- [YOUR TASK] What you produce should be every line from the data that includes "RerankCompressor".

- [RECORDED INFORMATION]
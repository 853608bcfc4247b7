//! Reranker contract.
//!
//! A reranker scores `(query, document)` pairs; higher is more relevant.
//! It is optional everywhere it is consumed: callers hold an
//! `Option<Arc<dyn Reranker>>` and fall back to embedding cosine similarity.

use crate::errors::Result;
use crate::models::UserRef;
use async_trait::async_trait;

#[async_trait]
pub trait Reranker: Send + Sync {
    /// One score per pair, in input order
    async fn score(&self, pairs: &[(String, String)], user: Option<&UserRef>) -> Result<Vec<f32>>;
}
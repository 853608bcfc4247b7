//! Point shapes returned by point stores.
//!
//! Backends hand back hits and enumerated records in different shapes.
//! Everything is converted into [`ScoredPoint`] at the ingress boundary via
//! [`RawPoint::into_scored`] so the core only ever sees one shape.

use serde::{Deserialize, Serialize};
use serde_json::Value;
use std::collections::BTreeMap;
use std::fmt;
use uuid::Uuid;

use super::Metadata;

/// Score assigned to records enumerated by scroll rather than ranked by search
pub const SCROLL_SENTINEL_SCORE: f32 = 1.0;

/// Point identifier
#[derive(Debug, Clone, PartialEq, Eq, PartialOrd, Ord, Hash, Serialize, Deserialize)]
#[serde(untagged)]
pub enum PointId {
    Num(u64),
    Uuid(Uuid),
    Name(String),
}

impl fmt::Display for PointId {
    fn fmt(&self, f: &mut fmt::Formatter<'_>) -> fmt::Result {
        match self {
            PointId::Num(n) => write!(f, "{}", n),
            PointId::Uuid(u) => write!(f, "{}", u),
            PointId::Name(s) => f.write_str(s),
        }
    }
}

impl From<u64> for PointId {
    fn from(n: u64) -> Self {
        PointId::Num(n)
    }
}

impl From<&str> for PointId {
    fn from(s: &str) -> Self {
        match Uuid::parse_str(s) {
            Ok(u) => PointId::Uuid(u),
            Err(_) => PointId::Name(s.to_string()),
        }
    }
}

/// Vector attached to a point: a single dense vector or named vectors
#[derive(Debug, Clone, PartialEq, Serialize, Deserialize)]
#[serde(untagged)]
pub enum VectorData {
    Dense(Vec<f32>),
    Named(BTreeMap<String, Vec<f32>>),
}

impl VectorData {
    /// The dense vector, or the first non-empty named vector
    pub fn into_dense(self) -> Option<Vec<f32>> {
        match self {
            VectorData::Dense(v) if !v.is_empty() => Some(v),
            VectorData::Dense(_) => None,
            VectorData::Named(map) => map.into_values().find(|v| !v.is_empty()),
        }
    }
}

/// Point as handed back by a backend
#[derive(Debug, Clone)]
pub enum RawPoint {
    /// Ranked search hit
    Scored {
        id: PointId,
        payload: Option<Metadata>,
        vector: Option<VectorData>,
        score: f32,
    },
    /// Enumerated record without a score
    Record {
        id: PointId,
        payload: Option<Metadata>,
        vector: Option<VectorData>,
    },
    /// Loosely-typed mapping from a JSON backend
    Json(Value),
}

/// Canonical point shape used by the core
#[derive(Debug, Clone, PartialEq)]
pub struct ScoredPoint {
    pub id: PointId,
    pub payload: Metadata,
    pub vector: Option<Vec<f32>>,
    pub score: f32,
}

impl RawPoint {
    /// Normalize into a [`ScoredPoint`]; points without an id are dropped
    pub fn into_scored(self, default_score: f32) -> Option<ScoredPoint> {
        let (id, payload, vector, score) = match self {
            RawPoint::Scored {
                id,
                payload,
                vector,
                score,
            } => (id, payload.unwrap_or_default(), vector, score),
            RawPoint::Record {
                id,
                payload,
                vector,
            } => (id, payload.unwrap_or_default(), vector, default_score),
            RawPoint::Json(value) => {
                let Value::Object(mut map) = value else {
                    return None;
                };
                let id = serde_json::from_value::<PointId>(map.remove("id")?).ok()?;
                let payload = match map.remove("payload") {
                    Some(Value::Object(p)) => p,
                    _ => Metadata::new(),
                };
                let vector = map
                    .remove("vector")
                    .and_then(|v| serde_json::from_value::<VectorData>(v).ok());
                let score = map
                    .get("score")
                    .and_then(Value::as_f64)
                    .map(|s| s as f32)
                    .unwrap_or(default_score);
                (id, payload, vector, score)
            }
        };

        let vector = vector
            .and_then(VectorData::into_dense)
            .or_else(|| payload_vector(&payload));

        Some(ScoredPoint {
            id,
            payload,
            vector,
            score,
        })
    }
}

fn payload_vector(payload: &Metadata) -> Option<Vec<f32>> {
    let value = payload.get("vector")?.clone();
    serde_json::from_value::<VectorData>(value)
        .ok()
        .and_then(VectorData::into_dense)
}
impl SourceAggregator {
    pub fn new(config: AppConfig, store: Arc<dyn VectorStore>, embedder: Arc<dyn Embedder>) -> Self {
        let fanout = FanOut::new(config.retrieval.max_concurrency, config.task_timeout());
        Self {
            store,
            embedder,
            reranker: None,
            legal: None,
            config,
            fanout,
        }
    }

    pub fn with_reranker(mut self, reranker: Option<Arc<dyn Reranker>>) -> Self {
        self.reranker = reranker;
        self
    }

    pub fn with_legal(mut self, legal: Option<LegalFeatureRetriever>) -> Self {
        self.legal = legal;
        self
    }

    fn query_prefix(&self) -> Option<&str> {
        self.config.embedding.query_prefix.as_deref()
    }

    fn content_prefix(&self) -> Option<&str> {
        self.config.embedding.content_prefix.as_deref()
    }

    /// Vector search of every (query, collection) pair, merged to the top `k`.
    ///
    /// Queries are embedded once up front. Failed pairs are dropped; if every
    /// pair fails the result is empty.
    pub async fn query_collection(
        &self,
        collections: &[String],
        queries: &[String],
        k: usize,
        user: Option<&UserRef>,
    ) -> Result<QueryResult> {
        let embeddings = self.embedder.embed_batch(queries, self.query_prefix(), user).await?;
        tracing::debug!(
            queries = queries.len(),
            collections = collections.len(),
            "Querying collections"
        );

        let mut tasks = Vec::with_capacity(embeddings.len() * collections.len());
        for (qi, embedding) in embeddings.into_iter().enumerate() {
            let embedding = Arc::new(embedding);
            for collection in collections.iter().filter(|c| !c.is_empty()) {
                let store = self.store.clone();
                let collection = collection.clone();
                let embedding = embedding.clone();
                tasks.push(FanOutTask::new(format!("{}#q{}", collection, qi), async move {
                    store
                        .search(&collection, std::slice::from_ref(embedding.as_ref()), k)
                        .await
                        .map(Some)
                }));
            }
        }

        let results = match self.fanout.run("query_collection", tasks).await.into_result("query_collection") {
            Ok(results) => results,
            Err(e) => {
                tracing::warn!(error = %e, "All collection queries failed. No results returned");
                Vec::new()
            }
        };
        Ok(merge_and_sort_query_results(&results, k))
    }

    /// Hybrid search of every (collection, query) pair, merged to the top `k`.
    ///
    /// Collections are read sequentially first; a collection that cannot be
    /// read is skipped. Queries are embedded once up front unless the search
    /// is purely lexical with a reranker. Fails when that embedding call fails
    /// or when every search task fails.
    pub async fn query_collection_with_hybrid_search(
        &self,
        collections: &[String],
        queries: &[String],
        user: Option<&UserRef>,
    ) -> Result<QueryResult> {
        let params = HybridParams::from(&self.config.retrieval);
        let mut fetched: Vec<(String, Arc<QueryResult>)> = Vec::new();
        for collection in collections.iter().filter(|c| !c.is_empty()) {
            match self.store.get(collection).await {
                Ok(result) => fetched.push((collection.clone(), Arc::new(result))),
                Err(e) => tracing::error!(collection = %collection, error = %e, "Failed to fetch collection"),
            }
        }

        tracing::info!(
            queries = queries.len(),
            collections = collections.len(),
            "Starting hybrid search"
        );

        let needs_query_embedding = params.bm25_weight < 1.0 || self.reranker.is_none();
        let embeddings: Vec<Option<Arc<Vec<f32>>>> = if needs_query_embedding && !fetched.is_empty() {
            self.embedder
                .embed_batch(queries, self.query_prefix(), user)
                .await?
                .into_iter()
                .map(|e| Some(Arc::new(e)))
                .collect()
        } else {
            vec![None; queries.len()]
        };

        let retriever = Arc::new(
            HybridRetriever::new(self.store.clone(), self.embedder.clone(), self.reranker.clone(), params)
                .with_prefixes(
                    self.query_prefix().map(str::to_string),
                    self.content_prefix().map(str::to_string),
                ),
        );

        let mut tasks = Vec::new();
        for (collection, collection_result) in &fetched {
            for (query, embedding) in queries.iter().zip(&embeddings) {
                let retriever = retriever.clone();
                let collection = collection.clone();
                let collection_result = collection_result.clone();
                let query = query.clone();
                let embedding = embedding.clone();
                let user = user.cloned();
                tasks.push(FanOutTask::new(format!("{}:{}", collection, query), async move {
                    retriever
                        .search(
                            &collection,
                            &collection_result,
                            &query,
                            embedding.as_deref().map(Vec::as_slice),
                            user.as_ref(),
                        )
                        .await
                        .map(Some)
                }));
            }
        }

        let results = self
            .fanout
            .run("hybrid_search", tasks)
            .await
            .into_result("hybrid_search")?;
        Ok(merge_and_sort_query_results(&results, params.k))
    }

    /// Every document of every collection, concatenated; unreadable collections are skipped
    pub async fn get_all_items_from_collections(&self, collections: &[String]) -> QueryResult {
        let mut results = Vec::new();
        for collection in collections.iter().filter(|c| !c.is_empty()) {
            match self.store.get(collection).await {
                Ok(result) => results.push(result),
                Err(e) => tracing::error!(collection = %collection, error = %e, "Error when reading the collection"),
            }
        }
        merge_get_results(results)
    }

    /// Try each configured strategy until one yields documents
    async fn search_collections(
        &self,
        collections: &[String],
        queries: &[String],
        user: Option<&UserRef>,
    ) -> Option<QueryResult> {
        for strategy in SearchStrategy::chain(&self.config.retrieval) {
            let outcome = match strategy {
                SearchStrategy::FullContext => Ok(self.get_all_items_from_collections(collections).await),
                SearchStrategy::Hybrid => self.query_collection_with_hybrid_search(collections, queries, user).await,
                SearchStrategy::Vector => {
                    self.query_collection(collections, queries, self.config.retrieval.top_k, user)
                        .await
                }
            };
            match outcome {
                Ok(result) if !result.is_empty() => return Some(result),
                Ok(_) => tracing::debug!(strategy = strategy.as_str(), "Strategy returned no documents"),
                Err(e) => tracing::warn!(strategy = strategy.as_str(), error = %e, "Strategy failed, trying next"),
            }
        }
        None
    }

    /// Re-rank `result` by cosine similarity to `reference`, overwriting its scores.
    ///
    /// Non-text documents score zero. Returns false when the result was left
    /// untouched (nothing to embed, or the embedding call failed).
    pub async fn rerank_by_feature_vector(
        &self,
        result: &mut QueryResult,
        reference: &[f32],
        k: usize,
        user: Option<&UserRef>,
    ) -> bool {
        let texts: Vec<String> = result.texts().map(str::to_string).collect();
        if texts.is_empty() || reference.is_empty() {
            return false;
        }
        let embeddings = match self.embedder.embed_batch(&texts, self.content_prefix(), user).await {
            Ok(e) if e.len() == texts.len() => e,
            Ok(e) => {
                tracing::debug!(expected = texts.len(), got = e.len(), "Embedding count mismatch while re-ranking");
                return false;
            }
            Err(e) => {
                tracing::debug!(error = %e, "Failed to embed documents for re-ranking");
                return false;
            }
        };
        let mut text_scores = cosine_scores(&embeddings, reference).into_iter();

        let metadata_at = |i: usize| -> Metadata {
            result
                .metadatas
                .get(i)
                .or_else(|| result.metadatas.last())
                .cloned()
                .unwrap_or_default()
        };
        let mut combined: Vec<(f32, Option<String>, Metadata)> = result
            .documents
            .iter()
            .enumerate()
            .map(|(i, doc)| {
                let score = match doc {
                    Some(_) => text_scores.next().unwrap_or(0.0),
                    None => 0.0,
                };
                (score, doc.clone(), metadata_at(i))
            })
            .collect();

        combined.sort_by(|a, b| b.0.total_cmp(&a.0));
        if k > 0 {
            combined.truncate(k);
        }

        let mut documents = Vec::with_capacity(combined.len());
        let mut metadatas = Vec::with_capacity(combined.len());
        let mut distances = Vec::with_capacity(combined.len());
        for (score, document, metadata) in combined {
            distances.push(score);
            documents.push(document);
            metadatas.push(metadata);
        }
        *result = QueryResult {
            documents,
            metadatas,
            distances: Some(distances),
        };
        true
    }

    async fn legal_evidence(&self, queries: &[String], user: Option<&UserRef>) -> LegalEvidence {
        match &self.legal {
            Some(legal) => {
                let max_results = self.config.legal_max_results(self.config.retrieval.top_k);
                legal.retrieve(queries, max_results, user).await
            }
            None => LegalEvidence::default(),
        }
    }

    /// Assemble the contexts for `requests`
    pub async fn get_sources(
        &self,
        requests: Vec<SourceRequest>,
        queries: &[String],
        user: Option<&UserRef>,
    ) -> Vec<Context> {
        let start = Instant::now();
        let mut extracted: HashSet<String> = HashSet::new();
        let mut assembled: Vec<(SourceDescriptor, QueryResult)> = Vec::new();

        for SourceRequest { source, target } in requests {
            let result = match target {
                SourceTarget::Direct(result) => Some(result),
                SourceTarget::Collections(names) => {
                    let mut pending = Vec::new();
                    for name in names {
                        if !extracted.contains(&name) && !pending.contains(&name) {
                            pending.push(name);
                        }
                    }
                    if pending.is_empty() {
                        tracing::debug!(source = %source.id, "Skipping source, collections already extracted");
                        continue;
                    }
                    let result = self.search_collections(&pending, queries, user).await;
                    extracted.extend(pending);
                    result
                }
            };
            match result {
                Some(result) if !result.is_empty() => assembled.push((source, result)),
                _ => tracing::debug!(source = %source.id, "Source produced no documents"),
            }
        }

        let evidence = self.legal_evidence(queries, user).await;
        if !evidence.aggregated_vector.is_empty() {
            let k = self.config.retrieval.top_k;
            for (_, result) in assembled.iter_mut() {
                self.rerank_by_feature_vector(result, &evidence.aggregated_vector, k, user)
                    .await;
            }
        }

        let mut contexts = evidence.contexts;
        let legal_count = contexts.len();
        contexts.extend(
            assembled
                .into_iter()
                .map(|(source, result)| Context::from_result(source, result)),
        );

        let per_type = contexts.iter().fold(HashMap::new(), |mut acc: HashMap<&str, usize>, c| {
            *acc.entry(c.source.kind.as_str()).or_default() += 1;
            acc
        });
        tracing::info!(
            contexts = contexts.len(),
            legal = legal_count,
            types = ?per_type,
            elapsed_ms = start.elapsed().as_millis() as u64,
            "Sources assembled"
        );
        contexts
    }
}
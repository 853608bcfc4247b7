//! Legal feature subsystem
//!
//! Pulls feature-level evidence (verdict, legal reasoning, evidence items,
//! sentence, ...) out of a dedicated point store. Each extracted feature
//! becomes its own context, and the vectors behind those contexts are
//! averaged into one aggregated feature vector that later re-ranks the
//! regular sources.
//!
//! Retrieval here never fails the request: store and embedding errors
//! degrade to fewer (or zero) legal contexts.

pub mod cache;
pub mod extract;
pub mod features;

pub use cache::LegalStoreState;
pub use extract::{PayloadFields, LEGAL_SOURCE_TYPE};
pub use features::{expand_queries, normalize_text, FeatureAliasMap};

use extract::{extract_features, FeatureHit};
use futures::future::join_all;
use lexforge_common::config::{EmbeddingConfig, LegalConfig};
use lexforge_common::embeddings::Embedder;
use lexforge_common::metrics;
use lexforge_common::models::{Context, ScoredPoint, UserRef, SCROLL_SENTINEL_SCORE};
use lexforge_common::store::ScrollRequest;
use lexforge_common::vector::{align, align_normalized, average, normalize};
use std::collections::HashSet;
use std::sync::Arc;

/// Legal contexts plus the vector summarizing them
#[derive(Debug, Clone, Default, PartialEq)]
pub struct LegalEvidence {
    pub contexts: Vec<Context>,
    /// Unit-length mean of the context vectors; empty when none were available
    pub aggregated_vector: Vec<f32>,
    /// Canonical features detected in the queries
    pub features: Vec<String>,
}

impl LegalEvidence {
    pub fn is_empty(&self) -> bool {
        self.contexts.is_empty()
    }
}

pub struct LegalFeatureRetriever {
    state: Arc<LegalStoreState>,
    embedder: Arc<dyn Embedder>,
    fields: PayloadFields,
    scroll_page_size: usize,
    query_prefix: Option<String>,
    content_prefix: Option<String>,
}

impl LegalFeatureRetriever {
    pub fn new(
        state: Arc<LegalStoreState>,
        embedder: Arc<dyn Embedder>,
        legal: &LegalConfig,
        embedding: &EmbeddingConfig,
    ) -> Self {
        Self {
            state,
            embedder,
            fields: PayloadFields::from(legal),
            scroll_page_size: legal.scroll_page_size.max(1),
            query_prefix: embedding.query_prefix.clone(),
            content_prefix: embedding.content_prefix.clone(),
        }
    }

    pub fn state(&self) -> &Arc<LegalStoreState> {
        &self.state
    }

    /// Collect up to `max_results` legal feature contexts for `queries`
    pub async fn retrieve(&self, queries: &[String], max_results: usize, user: Option<&UserRef>) -> LegalEvidence {
        if queries.is_empty() || max_results == 0 {
            return LegalEvidence::default();
        }

        let expected = self.state.vector_size().await;
        let aliases = self.state.aliases().await;
        let features = aliases.detect(queries);
        let texts = expand_queries(queries, &features);
        tracing::debug!(features = ?features, texts = texts.len(), "Legal feature queries expanded");

        let query_vectors = self.query_vectors(&texts, expected, user).await;
        let mut points = self.search(&query_vectors, max_results).await;
        if points.len() < max_results {
            let remaining = max_results - points.len();
            points.extend(self.scroll(remaining).await);
        }
        if points.is_empty() {
            return LegalEvidence {
                features,
                ..Default::default()
            };
        }

        // Stable: equal scores keep search hits ahead of scrolled records
        points.sort_by(|a, b| b.score.total_cmp(&a.score));

        let collection = self.state.collection();
        let mut contexts = Vec::new();
        let mut vectors = Vec::new();
        let mut seen_ids = HashSet::new();

        'points: for point in &points {
            if !seen_ids.insert(point.id.to_string()) {
                continue;
            }
            let point_vector = point
                .vector
                .as_deref()
                .filter(|v| !v.is_empty())
                .map(|v| align_normalized(v, expected));

            for (feature, content) in extract_features(&point.payload, &features, &aliases, &self.fields) {
                let vector = match &point_vector {
                    Some(v) => Some(v.clone()),
                    None => self.embed_content(&content, expected, user).await,
                };
                if let Some(v) = vector.filter(|v| !v.is_empty()) {
                    vectors.push(v);
                }

                contexts.push(
                    FeatureHit {
                        collection,
                        point_id: &point.id,
                        payload: &point.payload,
                        feature: &feature,
                        content: &content,
                        score: point.score,
                    }
                    .into_context(&self.fields),
                );
                if contexts.len() >= max_results {
                    break 'points;
                }
            }
        }

        let mut aggregated_vector = average(&vectors);
        if !aggregated_vector.is_empty() {
            aggregated_vector = align_normalized(&aggregated_vector, expected);
        }

        metrics::record_legal(contexts.len(), features.len());
        tracing::info!(
            collection = %collection,
            contexts = contexts.len(),
            features = features.len(),
            "Legal feature contexts collected"
        );
        LegalEvidence {
            contexts,
            aggregated_vector,
            features,
        }
    }

    /// Embed every search text once; vectors are aligned and unit length
    async fn query_vectors(&self, texts: &[String], expected: Option<usize>, user: Option<&UserRef>) -> Vec<Vec<f32>> {
        if texts.is_empty() {
            return Vec::new();
        }
        let embeddings = match self
            .embedder
            .embed_batch(texts, self.query_prefix.as_deref(), user)
            .await
        {
            Ok(e) => e,
            Err(e) => {
                tracing::debug!(error = %e, "Failed to encode legal feature queries");
                return Vec::new();
            }
        };

        embeddings
            .into_iter()
            .filter(|v| !v.is_empty())
            .map(|v| self.fit(&v, expected))
            .collect()
    }

    async fn embed_content(&self, content: &str, expected: Option<usize>, user: Option<&UserRef>) -> Option<Vec<f32>> {
        match self.embedder.embed(content, self.content_prefix.as_deref(), user).await {
            Ok(v) if !v.is_empty() => Some(self.fit(&v, expected)),
            Ok(_) => None,
            Err(e) => {
                tracing::debug!(error = %e, "Failed to embed legal context content");
                None
            }
        }
    }

    fn fit(&self, v: &[f32], expected: Option<usize>) -> Vec<f32> {
        if let Some(size) = expected {
            if v.len() != size {
                self.state.mismatch_reporter().report(v.len(), size, self.state.collection());
                return normalize(&align(v, expected));
            }
        }
        normalize(v)
    }

    /// One similarity search per query vector; failed searches are skipped
    async fn search(&self, vectors: &[Vec<f32>], limit: usize) -> Vec<ScoredPoint> {
        let store = self.state.store();
        let collection = self.state.collection();
        let searches = vectors
            .iter()
            .map(|v| store.search_points(collection, v, limit, true));

        let mut points = Vec::new();
        for result in join_all(searches).await {
            match result {
                Ok(raw) => points.extend(raw.into_iter().filter_map(|p| p.into_scored(0.0))),
                Err(e) => tracing::debug!(collection = %collection, error = %e, "Legal feature vector search failed"),
            }
        }
        points
    }

    /// Enumerate up to `limit` records, page by page
    async fn scroll(&self, limit: usize) -> Vec<ScoredPoint> {
        let store = self.state.store();
        let collection = self.state.collection();
        let mut points = Vec::new();
        let mut offset = None;

        while points.len() < limit {
            let request = ScrollRequest {
                limit: self.scroll_page_size.min(limit - points.len()),
                offset: offset.take(),
                with_payload: true,
                with_vectors: false,
            };
            let page = match store.scroll(collection, request).await {
                Ok(page) => page,
                Err(e) => {
                    tracing::debug!(collection = %collection, error = %e, "Legal feature scroll failed");
                    break;
                }
            };
            if page.points.is_empty() {
                break;
            }
            for raw in page.points {
                if let Some(point) = raw.into_scored(SCROLL_SENTINEL_SCORE) {
                    points.push(point);
                    if points.len() >= limit {
                        break;
                    }
                }
            }
            match page.next_offset {
                Some(next) => offset = Some(next),
                None => break,
            }
        }
        points
    }
}
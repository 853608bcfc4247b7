//! Hybrid search combining BM25 and vector retrieval with a rerank stage
//!
//! Pipeline per (collection, query):
//! 1. Build BM25 over the collection's already-fetched documents
//! 2. Run BM25 and vector retrieval concurrently, fuse with weighted RRF
//! 3. Rerank, apply the score cutoff, keep the best `k_reranker`
//! 4. Cut to `k` when `k < k_reranker`

use super::{
    into_query_result, BM25Retriever, RRFusion, RerankCompressor, RetrievalMode, RetrievedDocument,
    Retriever, VectorRetriever,
};
use lexforge_common::config::RetrievalConfig;
use lexforge_common::embeddings::Embedder;
use lexforge_common::errors::Result;
use lexforge_common::metrics;
use lexforge_common::models::{QueryResult, UserRef};
use lexforge_common::rerank::Reranker;
use lexforge_common::store::VectorStore;
use std::sync::Arc;
use std::time::Instant;

/// Result counts, cutoff and ensemble weight for hybrid search
#[derive(Debug, Clone, Copy, PartialEq)]
pub struct HybridParams {
    /// Requested result count
    pub k: usize,
    /// Results kept by the rerank stage
    pub k_reranker: usize,
    /// Minimum rerank score; zero disables the cutoff
    pub relevance_threshold: f32,
    /// Lexical weight; `1 - w` goes to the vector retriever
    pub bm25_weight: f32,
}

impl From<&RetrievalConfig> for HybridParams {
    fn from(config: &RetrievalConfig) -> Self {
        Self {
            k: config.top_k,
            k_reranker: config.top_k_reranker,
            relevance_threshold: config.relevance_threshold,
            bm25_weight: config.hybrid_bm25_weight,
        }
    }
}

/// Hybrid retriever over one vector store
pub struct HybridRetriever {
    store: Arc<dyn VectorStore>,
    embedder: Arc<dyn Embedder>,
    reranker: Option<Arc<dyn Reranker>>,
    params: HybridParams,
    fusion: RRFusion,
    query_prefix: Option<String>,
    content_prefix: Option<String>,
}

impl HybridRetriever {
    /// Create a new hybrid retriever
    pub fn new(
        store: Arc<dyn VectorStore>,
        embedder: Arc<dyn Embedder>,
        reranker: Option<Arc<dyn Reranker>>,
        params: HybridParams,
    ) -> Self {
        Self {
            store,
            embedder,
            reranker,
            params,
            fusion: RRFusion::default(),
            query_prefix: None,
            content_prefix: None,
        }
    }

    pub fn with_prefixes(mut self, query_prefix: Option<String>, content_prefix: Option<String>) -> Self {
        self.query_prefix = query_prefix;
        self.content_prefix = content_prefix;
        self
    }

    pub fn params(&self) -> HybridParams {
        self.params
    }

    /// Weighted ensemble of the lexical and vector retrievers, before reranking.
    ///
    /// `query_embedding` is used as-is when given; otherwise the query is embedded here.
    pub async fn ensemble(
        &self,
        collection: &str,
        collection_result: &QueryResult,
        query: &str,
        query_embedding: Option<&[f32]>,
        user: Option<&UserRef>,
    ) -> Result<Vec<RetrievedDocument>> {
        let k = self.params.k;
        let w = self.params.bm25_weight;

        let bm25 = BM25Retriever::from_result(collection_result);
        let vector = VectorRetriever::new(self.store.clone(), self.embedder.clone(), collection)
            .with_query_prefix(self.query_prefix.clone())
            .with_query_embedding(query_embedding.map(<[f32]>::to_vec))
            .with_user(user.cloned());

        let lists = if w <= 0.0 {
            vec![(1.0, vector.retrieve(query, k).await?)]
        } else if w >= 1.0 {
            vec![(1.0, bm25.retrieve(query, k).await?)]
        } else {
            let (bm25_results, vector_results) =
                tokio::join!(bm25.retrieve(query, k), vector.retrieve(query, k));
            vec![(w, bm25_results?), (1.0 - w, vector_results?)]
        };

        Ok(self
            .fusion
            .fuse(lists)
            .into_iter()
            .map(|r| r.document)
            .collect())
    }

    /// Full hybrid search for one (collection, query) pair
    pub async fn search(
        &self,
        collection: &str,
        collection_result: &QueryResult,
        query: &str,
        query_embedding: Option<&[f32]>,
        user: Option<&UserRef>,
    ) -> Result<QueryResult> {
        if collection_result.texts().next().is_none() {
            tracing::warn!(collection = %collection, "No documents for hybrid search");
            return Ok(QueryResult::empty());
        }

        let start = Instant::now();
        let fused = self
            .ensemble(collection, collection_result, query, query_embedding, user)
            .await?;

        let compressor = RerankCompressor::new(
            self.embedder.clone(),
            self.reranker.clone(),
            self.params.k_reranker,
            self.params.relevance_threshold,
        )
        .with_prefixes(self.query_prefix.clone(), self.content_prefix.clone())
        .with_query_embedding(query_embedding.map(<[f32]>::to_vec));
        let mut reranked = compressor.compress(query, fused, user).await?;

        // Re-sort explicitly before cutting to k
        if self.params.k < self.params.k_reranker {
            reranked.sort_by(|a, b| b.score.total_cmp(&a.score));
            reranked.truncate(self.params.k);
        }

        let result = into_query_result(reranked);
        metrics::record_search(
            start.elapsed().as_secs_f64(),
            RetrievalMode::Hybrid.as_str(),
            result.len(),
        );
        tracing::info!(
            collection = %collection,
            results = result.len(),
            "Hybrid search completed"
        );
        Ok(result)
    }
}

- [TASK OUTPUT]
    into_query_result, BM25Retriever, RRFusion, RerankCompressor, RetrievalMode, RetrievedDocument,
        let compressor = RerankCompressor::new(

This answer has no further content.